WHAT THE TASK ASKS:
Using the listing below, extract each line that has the word "particles" in it.

DATASET EXCERPTS:
------------
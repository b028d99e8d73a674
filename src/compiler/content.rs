//! Content-model construction
//!
//! Translates parsed particles into a [`SchemaParticle`] tree: named group
//! references are expanded, occurrence attributes are parsed, and
//! pointless wrapper groups are removed as the tree is assembled.
//!
//! Pointless-particle elimination rules:
//! - a 1..1 sequence directly inside a sequence is spliced into its parent,
//!   and likewise a 1..1 choice inside a choice;
//! - any particle with maxOccurs 0 disappears;
//! - an empty sequence or all disappears, an empty choice disappears only
//!   when it is optional;
//! - a 1..1 group with a single child is replaced by that child.

use std::sync::Arc;
use tracing::debug;

use super::context::{CompileContext, DocScope};
use crate::components::particles::{
    parse_occurs, ElementTerm, Occurs, ParticleKind, ParticleTerm, SchemaParticle,
};
use crate::components::qnameset::QNameSet;
use crate::components::types::TypeId;
use crate::components::wildcards::{ProcessContents, Wildcard};
use crate::error::codes;
use crate::names::is_valid_ncname;
use crate::namespaces::QName;
use crate::parsed::{ParsedElement, ParsedGroupRef, ParsedParticle, ParsedWildcard};

/// Append `particle` to the children of a `parent_kind` group, splicing its
/// own children in when it is a pointless group of the same kind
pub fn add_minus_pointless(
    children: &mut Vec<SchemaParticle>,
    particle: SchemaParticle,
    parent_kind: ParticleKind,
) {
    let splice = particle.is_singleton()
        && particle.kind() == parent_kind
        && matches!(parent_kind, ParticleKind::Sequence | ParticleKind::Choice);
    if splice {
        children.extend(particle.into_children());
    } else {
        children.push(particle);
    }
}

/// Drop or collapse a particle that contributes nothing on its own
pub fn filter_pointless(particle: SchemaParticle) -> Option<SchemaParticle> {
    if particle.occurs.max == Some(0) {
        return None;
    }
    let count = particle.children().len();
    match particle.kind() {
        ParticleKind::Element | ParticleKind::Wildcard => Some(particle),
        ParticleKind::Sequence | ParticleKind::All if count == 0 => None,
        ParticleKind::Choice if count == 0 && particle.occurs.min == 0 => None,
        _ if count == 1 && particle.is_singleton() => particle.into_children().pop(),
        _ => Some(particle),
    }
}

/// Assemble a group from already simplified children
pub fn make_group(
    kind: ParticleKind,
    children: Vec<SchemaParticle>,
    occurs: Occurs,
) -> Option<SchemaParticle> {
    let mut flat = Vec::with_capacity(children.len());
    for child in children {
        add_minus_pointless(&mut flat, child, kind);
    }
    filter_pointless(SchemaParticle::group(kind, flat, occurs)?)
}

/// Apply pointless-particle elimination to a whole tree, bottom-up
pub fn simplify(particle: SchemaParticle) -> Option<SchemaParticle> {
    if !particle.is_group() {
        return filter_pointless(particle);
    }
    let kind = particle.kind();
    let occurs = particle.occurs;
    let children = particle
        .into_children()
        .into_iter()
        .filter_map(simplify)
        .collect();
    make_group(kind, children, occurs)
}

/// Content model of an extension: the base particle followed by the
/// extension's own particle
pub fn extend_content(
    base: Option<SchemaParticle>,
    extension: Option<SchemaParticle>,
) -> Option<SchemaParticle> {
    match (base, extension) {
        (base, None) => base,
        (None, extension) => extension,
        (Some(base), Some(extension)) => {
            let mut children = Vec::with_capacity(2);
            add_minus_pointless(&mut children, base, ParticleKind::Sequence);
            add_minus_pointless(&mut children, extension, ParticleKind::Sequence);
            make_group(ParticleKind::Sequence, children, Occurs::once())
        }
    }
}

/// Report `all` groups that are nested, repeated, or hold anything other
/// than single elements
pub(crate) fn check_all_groups(
    ctx: &mut CompileContext,
    particle: &SchemaParticle,
    component: Option<&QName>,
) {
    check_all(ctx, particle, component, false);
}

fn check_all(
    ctx: &mut CompileContext,
    particle: &SchemaParticle,
    component: Option<&QName>,
    nested: bool,
) {
    match &particle.term {
        ParticleTerm::All(children) => {
            if nested {
                ctx.error(
                    codes::ALL_NESTED,
                    component,
                    "an all group must be the whole content model".to_string(),
                );
            }
            if particle.occurs.max.map_or(true, |max| max > 1) {
                ctx.error(
                    codes::ALL_LIMITED,
                    component,
                    format!("maxOccurs of an all group must be 0 or 1, found {}", particle),
                );
            }
            for child in children {
                let single_element = child.kind() == ParticleKind::Element
                    && child.occurs.max.map_or(false, |max| max <= 1);
                if !single_element {
                    ctx.error(
                        codes::ALL_LIMITED,
                        component,
                        format!("all group member {} must be an element with maxOccurs 0 or 1", child),
                    );
                }
                if child.is_group() {
                    check_all(ctx, child, component, true);
                }
            }
        }
        ParticleTerm::Sequence(children) | ParticleTerm::Choice(children) => {
            for child in children {
                check_all(ctx, child, component, true);
            }
        }
        ParticleTerm::Element(_) | ParticleTerm::Wildcard(_) => {}
    }
}

/// Resolve the type of an element declaration: a named type, an inline
/// anonymous type, or None when the declaration names no type
pub(crate) fn element_type(
    ctx: &mut CompileContext,
    element: &ParsedElement,
    scope: &Arc<DocScope>,
    outer: Option<TypeId>,
    component: Option<&QName>,
) -> Option<TypeId> {
    if let Some(type_name) = &element.type_name {
        return Some(ctx.lookup_type(type_name, scope, component, TypeId::ANY_TYPE));
    }
    let id = match (&element.complex_type, &element.simple_type) {
        (Some(complex), _) => ctx.add_anonymous_complex(complex, scope, outer),
        (None, Some(simple)) => ctx.add_anonymous_simple(simple, scope, outer, None),
        (None, None) => return None,
    };
    if let Some(outer) = outer {
        ctx.ty_mut(outer).anonymous_types.push(id);
    }
    Some(id)
}

/// Build the wildcard of an `any` or `anyAttribute`, falling back to an
/// empty wildcard when its namespace specification is malformed
pub(crate) fn build_wildcard(
    ctx: &mut CompileContext,
    parsed: &ParsedWildcard,
    scope: &DocScope,
    component: Option<&QName>,
) -> Wildcard {
    let not_qnames: Vec<QName> = parsed.not_qname.iter().map(|n| scope.reference(n)).collect();
    match Wildcard::from_attributes(
        parsed.namespace.as_deref(),
        parsed.not_namespace.as_deref(),
        &not_qnames,
        parsed.process_contents.as_deref(),
        scope.target_namespace.as_deref(),
    ) {
        Ok(wildcard) => wildcard,
        Err(err) => {
            ctx.error(codes::WILDCARD_NAMESPACE, component, err.to_string());
            Wildcard::new(QNameSet::empty(), ProcessContents::Strict)
        }
    }
}

/// Builds the particle tree of one type
pub(crate) struct ModelBuilder<'c> {
    ctx: &'c mut CompileContext,
    scope: Arc<DocScope>,
    owner: TypeId,
    component: Option<QName>,
    depth_reported: bool,
}

impl<'c> ModelBuilder<'c> {
    /// Builder for the content of `owner`
    pub(crate) fn new(ctx: &'c mut CompileContext, scope: &Arc<DocScope>, owner: TypeId) -> Self {
        let component = ctx.component_name(owner);
        Self {
            ctx,
            scope: Arc::clone(scope),
            owner,
            component,
            depth_reported: false,
        }
    }

    /// Build and simplify a content model
    pub(crate) fn build(mut self, parsed: Option<&ParsedParticle>) -> Option<SchemaParticle> {
        let particle = self.particle(parsed?, 1)?;
        debug!(component = %self.ctx.label(self.owner), model = %particle, "content model built");
        Some(particle)
    }

    fn particle(&mut self, parsed: &ParsedParticle, depth: usize) -> Option<SchemaParticle> {
        if let Err(err) = self.ctx.options.check_model_depth(depth) {
            if !self.depth_reported {
                self.depth_reported = true;
                self.ctx.error(codes::MODEL_DEPTH, self.component.as_ref(), err.to_string());
            }
            return None;
        }
        let occurs = self.occurs(parsed);
        match parsed {
            ParsedParticle::Element(element) => self.element(element, occurs),
            ParsedParticle::Any(wildcard) => {
                let wildcard = build_wildcard(self.ctx, wildcard, &self.scope, self.component.as_ref());
                filter_pointless(SchemaParticle::wildcard(wildcard, occurs))
            }
            ParsedParticle::Sequence(group) => {
                self.group(ParticleKind::Sequence, &group.particles, occurs, depth)
            }
            ParsedParticle::Choice(group) => {
                self.group(ParticleKind::Choice, &group.particles, occurs, depth)
            }
            ParsedParticle::All(group) => self.group(ParticleKind::All, &group.particles, occurs, depth),
            ParsedParticle::Group(reference) => self.group_ref(reference, occurs, depth),
        }
    }

    fn occurs(&mut self, parsed: &ParsedParticle) -> Occurs {
        let (min, max) = parsed.occurs_attributes();
        match parse_occurs(min, max) {
            Ok(occurs) => occurs,
            Err(err) => {
                self.ctx.error(codes::OCCURS, self.component.as_ref(), err.to_string());
                Occurs::once()
            }
        }
    }

    fn group(
        &mut self,
        kind: ParticleKind,
        particles: &[ParsedParticle],
        occurs: Occurs,
        depth: usize,
    ) -> Option<SchemaParticle> {
        let children = particles
            .iter()
            .filter_map(|p| self.particle(p, depth + 1))
            .collect();
        let group = make_group(kind, children, occurs);
        if let Some(particle) = &group {
            if particle.kind() == ParticleKind::Choice && particle.children().is_empty() {
                self.ctx.warning(
                    codes::EMPTY_CHOICE,
                    self.component.as_ref(),
                    "required choice has no alternatives and can never be satisfied".to_string(),
                );
            }
        }
        group
    }

    fn group_ref(
        &mut self,
        reference: &ParsedGroupRef,
        occurs: Occurs,
        depth: usize,
    ) -> Option<SchemaParticle> {
        let name = self.scope.reference(&reference.reference);
        let Some(group) = self.ctx.groups.get(&name).cloned() else {
            self.ctx.missing(self.component.as_ref(), "model group", &name);
            return None;
        };
        if !self.ctx.processing_groups.insert(name.clone()) {
            self.ctx.error(
                codes::CIRCULAR,
                self.component.as_ref(),
                format!("model group {} refers to itself", name),
            );
            return None;
        }
        debug!(group = %name, "expanding model group");

        let saved = std::mem::replace(&mut self.scope, Arc::clone(&group.scope));
        let particle = match &group.def.particle {
            ParsedParticle::Sequence(g) => self.group(ParticleKind::Sequence, &g.particles, occurs, depth),
            ParsedParticle::Choice(g) => self.group(ParticleKind::Choice, &g.particles, occurs, depth),
            ParsedParticle::All(g) => self.group(ParticleKind::All, &g.particles, occurs, depth),
            other => {
                let child = self.particle(other, depth + 1);
                make_group(ParticleKind::Sequence, child.into_iter().collect(), occurs)
            }
        };
        self.scope = saved;

        self.ctx.processing_groups.remove(&name);
        particle
    }

    fn element(&mut self, element: &ParsedElement, occurs: Occurs) -> Option<SchemaParticle> {
        let component = self.component.clone();
        let term = if let Some(reference) = &element.reference {
            let name = self.scope.reference(reference);
            let Some(decl) = self.ctx.elements.get(&name) else {
                self.ctx.missing(component.as_ref(), "element", &name);
                return None;
            };
            ElementTerm {
                type_id: decl.type_id,
                nillable: decl.nillable,
                default_value: decl.default_value.clone(),
                fixed_value: decl.fixed_value.clone(),
                is_global: true,
                accepted_names: self.ctx.accepted_names(&name),
                name,
            }
        } else {
            let local = match element.name.as_deref() {
                Some(local) if is_valid_ncname(local) => local,
                other => {
                    self.ctx.error(
                        codes::INVALID_NAME,
                        component.as_ref(),
                        format!("local element name {:?} is not a valid NCName", other),
                    );
                    return None;
                }
            };
            let name = self
                .scope
                .local(local, element.form.as_deref(), self.scope.elements_qualified);
            let scope = Arc::clone(&self.scope);
            let type_id = element_type(self.ctx, element, &scope, Some(self.owner), component.as_ref())
                .unwrap_or(TypeId::ANY_TYPE);
            ElementTerm {
                type_id,
                nillable: element.nillable,
                default_value: element.default.clone(),
                fixed_value: element.fixed.clone(),
                is_global: false,
                accepted_names: QNameSet::singleton(name.clone()),
                name,
            }
        };
        filter_pointless(SchemaParticle::element(term, occurs))
    }
}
------------
FINAL ANSWER:
//! Translates parsed particles into a [`SchemaParticle`] tree: named group
use crate::components::particles::{
                self.group(ParticleKind::Sequence, &group.particles, occurs, depth)
                self.group(ParticleKind::Choice, &group.particles, occurs, depth)
            ParsedParticle::All(group) => self.group(ParticleKind::All, &group.particles, occurs, depth),
        particles: &[ParsedParticle],
        let children = particles
            ParsedParticle::Sequence(g) => self.group(ParticleKind::Sequence, &g.particles, occurs, depth),
            ParsedParticle::Choice(g) => self.group(ParticleKind::Choice, &g.particles, occurs, depth),
            ParsedParticle::All(g) => self.group(ParticleKind::All, &g.particles, occurs, depth),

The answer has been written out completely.